Parents, are you worried that your child is addicted to sugar? If so, Oprah wants to know!

That’s right. If you’re concerned about your child’s moody, erratic, wiped-out, brain-fogged, sugar-induced behavior, read this invitation to become a guest on an upcoming episode of The Oprah Winfrey Show about this topic.

Here’s what Oprah wants to know:

"Does your child suffer from sugar meltdowns — constantly craving sugary snacks and throwing a fit when you try to take them away? After eating sweets, have you seen your child go from
happy to moodiness and tears minutes later? Do you notice a dramatic change in
his or her behavior depending on what foods he or she eats? Have you seen your
child `crash’ after the sugar high is over? Maybe after drinking soda or juice
your child seems content but his or her mood quickly spirals out of control? As
a parent, have you found yourself giving into their sugar cravings to avoid a
fight or a tantrum? If you suspect your child is becoming addicted to sugar and
it is affecting his or her behavior at home and at school, we want to hear from
you! Please email us your story only if you are willing to appear on television."

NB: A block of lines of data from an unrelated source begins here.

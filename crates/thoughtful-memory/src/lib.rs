//! Per-agent memory for thoughtful agents.
//!
//! Each agent owns one [`MemoryStore`] holding two tiers:
//!
//! - **Long-term**: persona facts seeded at agent creation. Never pruned.
//! - **Working**: memories derived from the live conversation. Pruned once
//!   their saliency falls under a floor or they go unused for too long.
//!
//! Retrieval ranks every item by a composite score (see [`SaliencyConfig`])
//! and refreshes the items it returns while decaying the rest.
//!
//! ```no_run
//! use thoughtful_llm::MockEmbedder;
//! use thoughtful_memory::{MemoryStore, MemoryType, SaliencyConfig};
//! use thoughtful_types::RandomIds;
//! use std::sync::Arc;
//!
//! # async fn demo() -> thoughtful_memory::Result<()> {
//! let mut store = MemoryStore::new(
//!     Arc::new(MockEmbedder::new(64)),
//!     RandomIds::shared(),
//!     SaliencyConfig::default(),
//! );
//! store.add("agent-1", "I grew up by the sea.", 1.0, MemoryType::LongTerm, 0).await?;
//! let query = store.long_term()[0].embedding().to_vec();
//! let top = store.retrieve(&query, 1, 3);
//! # let _ = top;
//! # Ok(())
//! # }
//! ```

pub mod config;
pub mod error;
pub mod splitter;
pub mod store;
pub mod types;
pub mod validation;

#[cfg(test)]
pub(crate) mod testing;

pub use config::SaliencyConfig;
pub use error::{MemoryError, Result};
pub use splitter::TextSplitter;
pub use store::MemoryStore;
pub use types::{MemoryItem, MemoryType, RecallMatch};
pub use validation::{
    ValidationError, validate_embedding, validate_input, validate_memory_content, validate_unit,
    validate_weight,
};
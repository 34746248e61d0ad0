//! Shared types for the thoughtful agent system.
//!
//! Identifier generation is injected rather than ambient: every constructor
//! that mints an id takes a [`SharedIdGenerator`], so tests can swap in
//! [`SequentialIds`] and get reproducible ids.

pub mod ids;

pub use ids::{IdGenerator, IdKind, RandomIds, SequentialIds, SharedIdGenerator};
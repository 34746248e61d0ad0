//! Prompts for thought generation, evaluation and interpretation.
//!
//! Every function returns a `(system, user)` pair.

mod builder;
mod mode;

pub use builder::SystemPromptBuilder;
pub use mode::PromptMode;

use thoughtful_memory::RecallMatch;

use crate::conversation::Utterance;

/// Tag marking a candidate that answers the last utterance.
pub const RESPOND_TAG: &str = "[respond]";
/// Tag marking a candidate that starts something new.
pub const INITIATE_TAG: &str = "[initiate]";

/// Fast path: react to the trigger alone.
pub fn fast_thought_prompt(agent_name: &str, topic: &str, trigger: &Utterance) -> (String, String) {
    let system = SystemPromptBuilder::new()
        .with_mode(PromptMode::Fast)
        .with_identity(agent_name)
        .with_topic(topic)
        .with_instructions(
            "Write the single thought that first comes to mind on hearing the line below. \
             One short sentence in the first person, phrased as something you might say. \
             Output only the thought.",
        )
        .build();
    (system, trigger.line())
}

/// Deliberate path: several candidates conditioned on memories and context.
pub fn deliberate_thought_prompt(
    agent_name: &str,
    topic: &str,
    trigger: &Utterance,
    memories: &[RecallMatch],
    context: &[Utterance],
    max_candidates: usize,
) -> (String, String) {
    let system = SystemPromptBuilder::new()
        .with_mode(PromptMode::Deliberate)
        .with_identity(agent_name)
        .with_topic(topic)
        .with_memories(memories)
        .with_context(context)
        .with_instructions(format!(
            "Think about what you could contribute next. Write up to {max_candidates} distinct \
             thoughts, one per line, each phrased as something you might say. Start a line with \
             {RESPOND_TAG} if it responds to the last line, or {INITIATE_TAG} if it brings up \
             something new. Output only the thoughts."
        ))
        .build();
    (system, format!("Last line: {}", trigger.line()))
}

/// Ask for the urgency of a candidate thought as JSON.
pub fn evaluation_prompt(
    agent_name: &str,
    topic: &str,
    trigger: &Utterance,
    context: &[Utterance],
    thought: &str,
) -> (String, String) {
    let system = SystemPromptBuilder::new()
        .with_mode(PromptMode::Evaluation)
        .with_identity(agent_name)
        .with_topic(topic)
        .with_context(context)
        .with_instructions(
            "Rate how urgent it is for you to say the thought below right now, from 1 (can \
             wait or never be said) to 5 (must be said immediately). Reply with JSON only: \
             {\"reasoning\": \"<one sentence>\", \"urgency\": <1-5>}",
        )
        .build();
    let user = format!("Last line: {}\nThought: {}", trigger.line(), thought);
    (system, user)
}

/// Interpret what a speaker just said, given the lines before it.
pub fn interpretation_prompt(speaker: &str, text: &str, context: &[Utterance]) -> (String, String) {
    let lines = context
        .iter()
        .map(Utterance::line)
        .collect::<Vec<_>>()
        .join("\n");
    let system = format!(
        "You are playing a role as a participant in a conversation. Your name in the conversation is {speaker}.\n\
         Given the last few lines of the conversation:\n{lines}\n\
         Interpret what {speaker} just said in the context of the conversation and what {speaker} might be thinking. \
         Be as succinct as possible and use a single sentence."
    );
    let user = format!("Utterance: {speaker}: {text}\nInterpretation: ");
    (system, user)
}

Parents of sugar-addicted kids, I know you’re out there — I’ve connected with hundreds or even thousands of you for years — please reply now to Oprah’s producers. Would you be kind enough to tell them that Connie  Bennett, the former sugar addict-turned-sugar-liberation expert and author of SUGAR SHOCK!, sent you?

Please, readers of this SUGAR SHOCK! Blog, do your part to help Oprah help your kids and millions of other sugar-hooked kids around the country (and the world).

Go ahead: If you’re concerned about your child’s sugar habit and the horrific consequences, write to Oprah’s producers now.

Naturally, suffice it to say that I’m thrilled!

Hurrah for Oprah and their
producers for planning such a show. This is exactly the kind of attention warranted by our wiped-out, cantankerous, brain-fogged soda-guzzling, candy-chomping kids.

The Oprah Show is the ideal venue to begin helping desperate, dessert-obsessed kids (and adults) so that they can break free of their habit so they can get more energy, concentrate better, be more cheerful and calm, have improved relationships with classmates and much more.

Incidentally, I’m marveling at how the
above descriptive questions from The Oprah Winfrey Show sound uncannily
similar to some of what I wrote in Chapter 17 of my book, SUGAR SHOCK!
(The title of the chapter is: "For Parents: Help Your Young Sugar Brats End Their Fits of Fury.")

Just listen to the first two paragraphs of that chapter:

The chapter begins:

"Ask
almost any mother or father what happens when his or her normally
sweet, funny, loving child overdoses on candies, cookies, and sweetened
soda, and she or he will very likely complain — for as long as you’re
willing to listen — about how the kid becomes wild, wired, and weird.

"Parents,
grandparents, and even family friends are full of tales about how a
simply adorable, mild-mannered youngster did a complete turn-around,
becoming hyperactive, quarrelsome, confrontational, depressed,
irrational, unruly, rowdy, raging, and tantrum throwing — in short, a
little monster that I dub a `Sugar Brat.’"

Don’t the
Oprah producers sound like they’re on exactly the same wave length as
me? Congratulations, Oprah producers, for being willing to draw
much-needed attention to this unnecessary, life-damaging and even
life-shortening epidemic.

Again, parents, if you think your kid is hooked on candies, cookies, soda, etc. and acting strangely after consuming sweets, write to Oprah’s producers now. Again, I would appreciate your telling Oprah’s producers that Connie sent  you.

Thanks to my new friend Karly Randolph Pitman for alerting us to this exciting Oprah show planned.